Ben çoktan ayaklanmış, eşyalarımı toplamaya başlamıştım.
"Bunu önce yalnız yapsak daha iyi olmaz mı sence de?"
Gözüm Alparslan'daydı, Deniz'in cevabıyla daha da gerilelim istemiyor, bugünün bir an evvel sona ermesini diliyordum.
"Gitmek ister misin yalnız?"
Alparslan'ın sormuş olduğu soruyla bir karar verme vaktimin geldiğini anlamıştım.
"Yarın konuşalım, saat 16.00'da üniversitedeki mesirelik alanda ol. Bugün Tülinler için çıktım, senin de görüşmen var zaten. Kimse planını bozmasın, kimsenin de tadı kaçmasın. Şimdi müsaadenle yemek yiyeceğiz."

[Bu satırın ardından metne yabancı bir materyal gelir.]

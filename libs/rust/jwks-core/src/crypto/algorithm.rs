//! Closed catalog of JOSE algorithms and their key classification.
//!
//! Every algorithm maps to exactly one key type and one key use. ECDSA
//! algorithms additionally map to exactly one NIST curve.

use crate::error::{JwksError, Result};
use serde::{Deserialize, Serialize};
use std::fmt;
use std::str::FromStr;

/// JWK key type (`kty`).
#[derive(Debug, Clone, Copy, PartialEq, Eq, Hash, Serialize, Deserialize)]
pub enum KeyType {
    /// RSA key pair
    #[serde(rename = "RSA")]
    Rsa,
    /// Elliptic curve key pair
    #[serde(rename = "EC")]
    EllipticCurve,
    /// Symmetric secret
    #[serde(rename = "oct")]
    Octet,
}

impl KeyType {
    /// JOSE name for the `kty` member.
    #[must_use]
    pub const fn as_str(&self) -> &'static str {
        match self {
            Self::Rsa => "RSA",
            Self::EllipticCurve => "EC",
            Self::Octet => "oct",
        }
    }

    /// Whether the key has a public half that may be published.
    #[must_use]
    pub const fn is_asymmetric(&self) -> bool {
        matches!(self, Self::Rsa | Self::EllipticCurve)
    }
}

impl FromStr for KeyType {
    type Err = JwksError;

    fn from_str(s: &str) -> Result<Self> {
        match s {
            "RSA" => Ok(Self::Rsa),
            "EC" => Ok(Self::EllipticCurve),
            "oct" => Ok(Self::Octet),
            other => Err(JwksError::unsupported(format!("key type {other}"))),
        }
    }
}

/// JWK public key use (`use`), which is also the logical key slot.
#[derive(Debug, Clone, Copy, PartialEq, Eq, Hash, Serialize, Deserialize)]
pub enum KeyUse {
    /// Token signing (JWS)
    #[serde(rename = "sig")]
    Signature,
    /// Token encryption (JWE)
    #[serde(rename = "enc")]
    Encryption,
}

impl KeyUse {
    /// JOSE name for the `use` member.
    #[must_use]
    pub const fn as_str(&self) -> &'static str {
        match self {
            Self::Signature => "sig",
            Self::Encryption => "enc",
        }
    }

    /// `key_ops` advertised for the public half of a key with this use.
    #[must_use]
    pub fn public_key_ops(&self) -> Vec<String> {
        match self {
            Self::Signature => vec!["verify".to_string()],
            Self::Encryption => vec!["encrypt".to_string(), "wrapKey".to_string()],
        }
    }
}

impl FromStr for KeyUse {
    type Err = JwksError;

    fn from_str(s: &str) -> Result<Self> {
        match s {
            "sig" => Ok(Self::Signature),
            "enc" => Ok(Self::Encryption),
            other => Err(JwksError::unsupported(format!("key use {other}"))),
        }
    }
}

impl fmt::Display for KeyUse {
    fn fmt(&self, f: &mut fmt::Formatter<'_>) -> fmt::Result {
        f.write_str(self.as_str())
    }
}

/// NIST curves available to ECDSA algorithms.
#[derive(Debug, Clone, Copy, PartialEq, Eq, Hash, Serialize, Deserialize)]
pub enum Curve {
    /// NIST P-256
    #[serde(rename = "P-256")]
    P256,
    /// NIST P-384
    #[serde(rename = "P-384")]
    P384,
    /// NIST P-521
    #[serde(rename = "P-521")]
    P521,
}

impl Curve {
    /// JOSE name for the `crv` member.
    #[must_use]
    pub const fn as_str(&self) -> &'static str {
        match self {
            Self::P256 => "P-256",
            Self::P384 => "P-384",
            Self::P521 => "P-521",
        }
    }

    /// Size in bytes of one affine coordinate (and of the private scalar).
    #[must_use]
    pub const fn coordinate_size(&self) -> usize {
        match self {
            Self::P256 => 32,
            Self::P384 => 48,
            Self::P521 => 66,
        }
    }
}

impl FromStr for Curve {
    type Err = JwksError;

    fn from_str(s: &str) -> Result<Self> {
        match s {
            "P-256" => Ok(Self::P256),
            "P-384" => Ok(Self::P384),
            "P-521" => Ok(Self::P521),
            other => Err(JwksError::unsupported(format!("curve {other}"))),
        }
    }
}

/// Hash function paired with RSA, ECDSA and HMAC algorithms.
#[derive(Debug, Clone, Copy, PartialEq, Eq)]
pub enum HashAlgorithm {
    /// SHA-256
    Sha256,
    /// SHA-384
    Sha384,
    /// SHA-512
    Sha512,
}

impl HashAlgorithm {
    /// Digest output size in bytes.
    #[must_use]
    pub const fn output_size(&self) -> usize {
        match self {
            Self::Sha256 => 32,
            Self::Sha384 => 48,
            Self::Sha512 => 64,
        }
    }
}

/// JOSE algorithm from the closed catalog.
#[derive(Debug, Clone, Copy, PartialEq, Eq, Hash, Serialize, Deserialize)]
#[serde(try_from = "String", into = "String")]
pub enum Algorithm {
    /// RSASSA-PKCS1-v1_5 using SHA-256
    RS256,
    /// RSASSA-PKCS1-v1_5 using SHA-384
    RS384,
    /// RSASSA-PKCS1-v1_5 using SHA-512
    RS512,
    /// RSASSA-PSS using SHA-256
    PS256,
    /// RSASSA-PSS using SHA-384
    PS384,
    /// RSASSA-PSS using SHA-512
    PS512,
    /// ECDSA using P-256 and SHA-256
    ES256,
    /// ECDSA using P-384 and SHA-384
    ES384,
    /// ECDSA using P-521 and SHA-512
    ES512,
    /// HMAC using SHA-256
    HS256,
    /// HMAC using SHA-384
    HS384,
    /// HMAC using SHA-512
    HS512,
    /// RSAES OAEP using default parameters
    RsaOaep,
    /// RSAES OAEP using SHA-256 and MGF1 with SHA-256
    RsaOaep256,
    /// AES Key Wrap with a 128-bit key
    A128KW,
    /// AES Key Wrap with a 256-bit key
    A256KW,
}

const CATALOG: [Algorithm; 16] = [
    Algorithm::RS256,
    Algorithm::RS384,
    Algorithm::RS512,
    Algorithm::PS256,
    Algorithm::PS384,
    Algorithm::PS512,
    Algorithm::ES256,
    Algorithm::ES384,
    Algorithm::ES512,
    Algorithm::HS256,
    Algorithm::HS384,
    Algorithm::HS512,
    Algorithm::RsaOaep,
    Algorithm::RsaOaep256,
    Algorithm::A128KW,
    Algorithm::A256KW,
];

impl Algorithm {
    /// Every algorithm in the catalog.
    #[must_use]
    pub const fn all() -> &'static [Self] {
        &CATALOG
    }

    /// Default catalog algorithm for a key type and use.
    ///
    /// # Errors
    ///
    /// Returns `UnsupportedAlgorithm` when the catalog has no algorithm for
    /// the combination (elliptic curve encryption).
    pub fn create(key_type: KeyType, key_use: KeyUse) -> Result<Self> {
        match (key_type, key_use) {
            (KeyType::Rsa, KeyUse::Signature) => Ok(Self::RS256),
            (KeyType::EllipticCurve, KeyUse::Signature) => Ok(Self::ES256),
            (KeyType::Octet, KeyUse::Signature) => Ok(Self::HS256),
            (KeyType::Rsa, KeyUse::Encryption) => Ok(Self::RsaOaep),
            (KeyType::Octet, KeyUse::Encryption) => Ok(Self::A128KW),
            (KeyType::EllipticCurve, KeyUse::Encryption) => Err(JwksError::unsupported(
                "no elliptic curve key management algorithm in catalog",
            )),
        }
    }

    /// Parse a JOSE algorithm name. Names are case-sensitive.
    ///
    /// # Errors
    ///
    /// Returns `UnsupportedAlgorithm` for names outside the catalog.
    pub fn from_name(name: &str) -> Result<Self> {
        CATALOG
            .iter()
            .copied()
            .find(|alg| alg.name() == name)
            .ok_or_else(|| JwksError::unsupported(name.to_string()))
    }

    /// JOSE name for the `alg` member.
    #[must_use]
    pub const fn name(&self) -> &'static str {
        match self {
            Self::RS256 => "RS256",
            Self::RS384 => "RS384",
            Self::RS512 => "RS512",
            Self::PS256 => "PS256",
            Self::PS384 => "PS384",
            Self::PS512 => "PS512",
            Self::ES256 => "ES256",
            Self::ES384 => "ES384",
            Self::ES512 => "ES512",
            Self::HS256 => "HS256",
            Self::HS384 => "HS384",
            Self::HS512 => "HS512",
            Self::RsaOaep => "RSA-OAEP",
            Self::RsaOaep256 => "RSA-OAEP-256",
            Self::A128KW => "A128KW",
            Self::A256KW => "A256KW",
        }
    }

    /// Key type required by this algorithm.
    #[must_use]
    pub const fn kty(&self) -> KeyType {
        match self {
            Self::RS256
            | Self::RS384
            | Self::RS512
            | Self::PS256
            | Self::PS384
            | Self::PS512
            | Self::RsaOaep
            | Self::RsaOaep256 => KeyType::Rsa,
            Self::ES256 | Self::ES384 | Self::ES512 => KeyType::EllipticCurve,
            Self::HS256 | Self::HS384 | Self::HS512 | Self::A128KW | Self::A256KW => {
                KeyType::Octet
            }
        }
    }

    /// Use this algorithm belongs to.
    #[must_use]
    pub const fn key_use(&self) -> KeyUse {
        match self {
            Self::RsaOaep | Self::RsaOaep256 | Self::A128KW | Self::A256KW => KeyUse::Encryption,
            _ => KeyUse::Signature,
        }
    }

    /// Curve of an ECDSA algorithm.
    ///
    /// # Errors
    ///
    /// Returns `UnsupportedAlgorithm` for algorithms without a registered curve.
    pub fn curve(&self) -> Result<Curve> {
        match self {
            Self::ES256 => Ok(Curve::P256),
            Self::ES384 => Ok(Curve::P384),
            Self::ES512 => Ok(Curve::P521),
            other => Err(JwksError::unsupported(format!(
                "no curve registered for {}",
                other.name()
            ))),
        }
    }

    /// Hash paired with a signing algorithm.
    ///
    /// # Errors
    ///
    /// Returns `UnsupportedAlgorithm` for key management algorithms.
    pub fn hash(&self) -> Result<HashAlgorithm> {
        match self {
            Self::RS256 | Self::PS256 | Self::ES256 | Self::HS256 => Ok(HashAlgorithm::Sha256),
            Self::RS384 | Self::PS384 | Self::ES384 | Self::HS384 => Ok(HashAlgorithm::Sha384),
            Self::RS512 | Self::PS512 | Self::ES512 | Self::HS512 => Ok(HashAlgorithm::Sha512),
            other => Err(JwksError::unsupported(format!(
                "{} is not a signing algorithm",
                other.name()
            ))),
        }
    }

    /// Digest size in bytes of the paired hash, which is also the HMAC
    /// secret size.
    ///
    /// # Errors
    ///
    /// Returns `UnsupportedAlgorithm` for key management algorithms.
    pub fn hash_size(&self) -> Result<usize> {
        Ok(self.hash()?.output_size())
    }

    /// AES key wrap key size encoded in the algorithm name.
    ///
    /// # Errors
    ///
    /// Returns `UnsupportedAlgorithm` for anything but `A128KW`/`A256KW`.
    pub fn key_size_bits(&self) -> Result<usize> {
        match self {
            Self::A128KW => Ok(128),
            Self::A256KW => Ok(256),
            other => Err(JwksError::unsupported(format!(
                "{} is not an AES key wrap algorithm",
                other.name()
            ))),
        }
    }

    /// Length in bytes of a freshly generated symmetric key.
    ///
    /// # Errors
    ///
    /// Returns `UnsupportedAlgorithm` for asymmetric algorithms.
    pub fn symmetric_key_len(&self) -> Result<usize> {
        match self {
            Self::HS256 | Self::HS384 | Self::HS512 => self.hash_size(),
            Self::A128KW | Self::A256KW => Ok(self.key_size_bits()? / 8),
            other => Err(JwksError::unsupported(format!(
                "{} does not use a symmetric key",
                other.name()
            ))),
        }
    }

    /// Matching `jsonwebtoken` algorithm, when that crate supports it.
    ///
    /// # Errors
    ///
    /// Returns `UnsupportedAlgorithm` for ES512 and key management algorithms.
    pub fn jsonwebtoken(&self) -> Result<jsonwebtoken::Algorithm> {
        use jsonwebtoken::Algorithm as Jwt;
        match self {
            Self::RS256 => Ok(Jwt::RS256),
            Self::RS384 => Ok(Jwt::RS384),
            Self::RS512 => Ok(Jwt::RS512),
            Self::PS256 => Ok(Jwt::PS256),
            Self::PS384 => Ok(Jwt::PS384),
            Self::PS512 => Ok(Jwt::PS512),
            Self::ES256 => Ok(Jwt::ES256),
            Self::ES384 => Ok(Jwt::ES384),
            Self::HS256 => Ok(Jwt::HS256),
            Self::HS384 => Ok(Jwt::HS384),
            Self::HS512 => Ok(Jwt::HS512),
            other => Err(JwksError::unsupported(format!(
                "{} is not supported by jsonwebtoken",
                other.name()
            ))),
        }
    }
}

impl fmt::Display for Algorithm {
    fn fmt(&self, f: &mut fmt::Formatter<'_>) -> fmt::Result {
        f.write_str(self.name())
    }
}

impl FromStr for Algorithm {
    type Err = JwksError;

    fn from_str(s: &str) -> Result<Self> {
        Self::from_name(s)
    }
}

impl TryFrom<String> for Algorithm {
    type Error = JwksError;

    fn try_from(value: String) -> Result<Self> {
        Self::from_name(&value)
    }
}

impl From<Algorithm> for String {
    fn from(alg: Algorithm) -> Self {
        alg.name().to_string()
    }
}

/// JWE content encryption algorithm (`enc`).
#[derive(Debug, Clone, Copy, PartialEq, Eq, Hash)]
pub enum ContentEncryption {
    /// AES-128-CBC with HMAC SHA-256
    A128CbcHs256,
    /// AES-192-CBC with HMAC SHA-384
    A192CbcHs384,
    /// AES-256-CBC with HMAC SHA-512
    A256CbcHs512,
    /// AES-128-GCM
    A128Gcm,
    /// AES-192-GCM
    A192Gcm,
    /// AES-256-GCM
    A256Gcm,
}

impl ContentEncryption {
    /// JOSE name for the `enc` header.
    #[must_use]
    pub const fn name(&self) -> &'static str {
        match self {
            Self::A128CbcHs256 => "A128CBC-HS256",
            Self::A192CbcHs384 => "A192CBC-HS384",
            Self::A256CbcHs512 => "A256CBC-HS512",
            Self::A128Gcm => "A128GCM",
            Self::A192Gcm => "A192GCM",
            Self::A256Gcm => "A256GCM",
        }
    }
}

impl FromStr for ContentEncryption {
    type Err = JwksError;

    fn from_str(s: &str) -> Result<Self> {
        match s {
            "A128CBC-HS256" => Ok(Self::A128CbcHs256),
            "A192CBC-HS384" => Ok(Self::A192CbcHs384),
            "A256CBC-HS512" => Ok(Self::A256CbcHs512),
            "A128GCM" => Ok(Self::A128Gcm),
            "A192GCM" => Ok(Self::A192Gcm),
            "A256GCM" => Ok(Self::A256Gcm),
            _ => Err(JwksError::unsupported(format!("content encryption {s}"))),
        }
    }
}

impl fmt::Display for ContentEncryption {
    fn fmt(&self, f: &mut fmt::Formatter<'_>) -> fmt::Result {
        f.write_str(self.name())
    }
}

/// Check the whole catalog for internal consistency.
///
/// Run once at startup so that a broken table fails before any key is issued.
///
/// # Errors
///
/// Returns `InvalidConfiguration` naming the first inconsistent entry.
pub fn validate_catalog() -> Result<()> {
    for alg in Algorithm::all() {
        if Algorithm::from_name(alg.name())? != *alg {
            return Err(JwksError::config(format!("{alg} does not round-trip by name")));
        }
        match (alg.kty(), alg.curve()) {
            (KeyType::EllipticCurve, Err(_)) => {
                return Err(JwksError::config(format!("{alg} has no curve")));
            }
            (KeyType::Rsa | KeyType::Octet, Ok(_)) => {
                return Err(JwksError::config(format!("{alg} has an unexpected curve")));
            }
            _ => {}
        }
        if alg.key_use() == KeyUse::Signature && alg.hash().is_err() {
            return Err(JwksError::config(format!("{alg} has no hash")));
        }
        if alg.kty() == KeyType::Octet && alg.symmetric_key_len().is_err() {
            return Err(JwksError::config(format!("{alg} has no key length")));
        }
    }
    Ok(())
}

Ben konuşmamı bitirdikten sonra düşen suratını alan Deniz, kendi masasına doğru harekete geçti. Akşamın kalan kısmını masaya dönen Tülinlerle sakince geçirdikten sonra eve gitme vaktiydi. Ancak arabaya ulaşmadan önce Deniz'in masasının önünden geçmek zorundaydım. Ben ana muhalefet partisinin milletvekilleriyle oturan Deniz'i görmezden gelip yoluma devam ederken, Alparslan mevkidaşlarına, Tülin ile Ahmet ise Deniz'e selam vermek için görmezden geldiğim masaya doğru yönelmişti. Bugün değildi belki, ama yarın yüzleşme vaktiydi!
ŞİMDİ OKUDUĞUN
Bir Deniz Sevdim
Ficção Histórica80'lerin politik ortamında geçen gelgitli bir aşk ve devrimin en güzel hali: sevgi! Bir Deniz Sevdim, başlıyor...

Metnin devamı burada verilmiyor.